Keep poinsettias vibrant.
The secret to bright poinsettias? Ice cubes. This tropical plant prefers soil that’s neither too wet nor too dry. The easiest way to give your poinsettia a steady drink is with ice cubes. “Use one ice cube per inch in pot diameter,” says garden pro Violet Joy Miller, creator of gardening website Greeny Thumbs. “For a 5-inch pot, place five ice cubes on the soil per week.” The gradually melting ice will keep the plant moist without drowning the roots.
Boost your Christmas cactus’ bloom.
Pebbles are the key to your Christmas cactus’ health. To ensure the plant blooms just in time for the holiday, give it some humidity to mimic its natural environment, says plant expert Emily Jones of website Tomato Mentor. “Place a few pebbles on a tray and pour enough water to cover the stones, then rest the pot on top. The water will evaporate, moistening the air around the plant.”
Prevent needle drop.
Use hot water to ensure your tree stays fresh through New Year’s. “The first time you water it, use boiling water,” encourages Craig Wilson, director of UK garden retailer Gardener’s Dream. “Sap in the tree’s trunk begins to harden as soon as the tree is cut, but the heat from the water loosens it, helping the trunk absorb the water, so the needles stay healthy much longer.”
Green up your wreath.
A spritz of pine oil can liven up your wreath. “Believe it or not, wreaths absorb water right through their needles,” says Charlotte Bailey, horticulturist and creator of plant blog Oh So Garden. Just add a couple of drops of pine oil to a quart of water and use a spray bottle to coat the wreath once a week — the oil locks in moisture, preventing the wreath from drying out.

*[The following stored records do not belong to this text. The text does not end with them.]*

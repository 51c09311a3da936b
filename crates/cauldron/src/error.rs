//! Error types for pot construction and pot operations.

use thiserror::Error;

use crate::config::Policy;
use crate::event::SavageId;

/// Rejected configuration. Raised by [`crate::Pot::new`] before any actor starts.
#[derive(Debug, Clone, PartialEq, Eq, Error)]
pub enum ConfigError {
    #[error("pot capacity must be positive")]
    ZeroCapacity,

    #[error("at least one savage is required")]
    NoConsumers,

    #[error("service limit must be positive when set")]
    ZeroServiceLimit,

    #[error("service limit is only supported with the turn-ordered policy")]
    LimitWithoutTurns,

    #[error("unknown policy '{0}', expected 'unordered' or 'turn-ordered'")]
    UnknownPolicy(String),
}

/// Outcome of a pot operation that did not produce a serving or a refill.
#[derive(Debug, Clone, PartialEq, Eq, Error)]
pub enum PotError {
    /// The caller's cancellation token fired. Not a failure.
    #[error("cancelled")]
    Cancelled,

    /// A turn-ordered pot reached its service limit.
    #[error("pot closed after reaching its service limit")]
    Closed,

    #[error("savage {id} does not exist (pot seats {consumers})")]
    UnknownSavage { id: SavageId, consumers: usize },

    #[error("operation requires the {expected} policy but the pot uses {actual}")]
    WrongPolicy { expected: Policy, actual: Policy },
}

impl PotError {
    pub fn is_cancelled(&self) -> bool {
        matches!(self, Self::Cancelled)
    }
}
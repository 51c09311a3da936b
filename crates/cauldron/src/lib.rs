//! cauldron: one cook, many savages, one bounded pot.
//!
//! The [`Pot`] holds up to `capacity` servings. The [`Cook`] refills it only
//! once it is completely empty. Savages take one serving at a time under one
//! of two policies:
//!
//! - [`Policy::Unordered`]: [`Savage`]s race for servings after every refill.
//! - [`Policy::TurnOrdered`]: [`TurnSavage`]s eat in strict round robin,
//!   `0, 1, ..., n-1, 0, ...`, whatever order they arrive in.
//!
//! Every actor is an async task holding a [`CancellationToken`]; the harness
//! that spawns them decides when to stop them.

mod config;
mod cook;
mod error;
mod event;
mod ledger;
mod pot;
mod savage;
mod turn;

pub use config::{Policy, PotConfig};
pub use cook::Cook;
pub use error::{ConfigError, PotError};
pub use event::{ChannelSink, EventSink, NullSink, PotEvent, SavageId, TracingSink};
pub use ledger::Ledger;
pub use pot::{Pot, Serving, Snapshot};
pub use savage::{DEFAULT_EAT_TIME, Savage};
pub use tokio_util::sync::CancellationToken;
pub use turn::{DEFAULT_TURN_EAT_TIME, TurnSavage};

Enhance floral centerpieces.
Did you know a mixture of pantry staples you probably already have can extend the life of your fresh flowers? To ensure a floral centerpiece lasts, gardener Kelly Martin from plant blog Urban Garden Gal swears by this combo: “Add 2 tablespoons each of sugar and apple cider vinegar to the water, and change the water every other day.” The sugar is a plant food and the vinegar breaks down bacteria, adding an extra week or two to the arrangement’s life.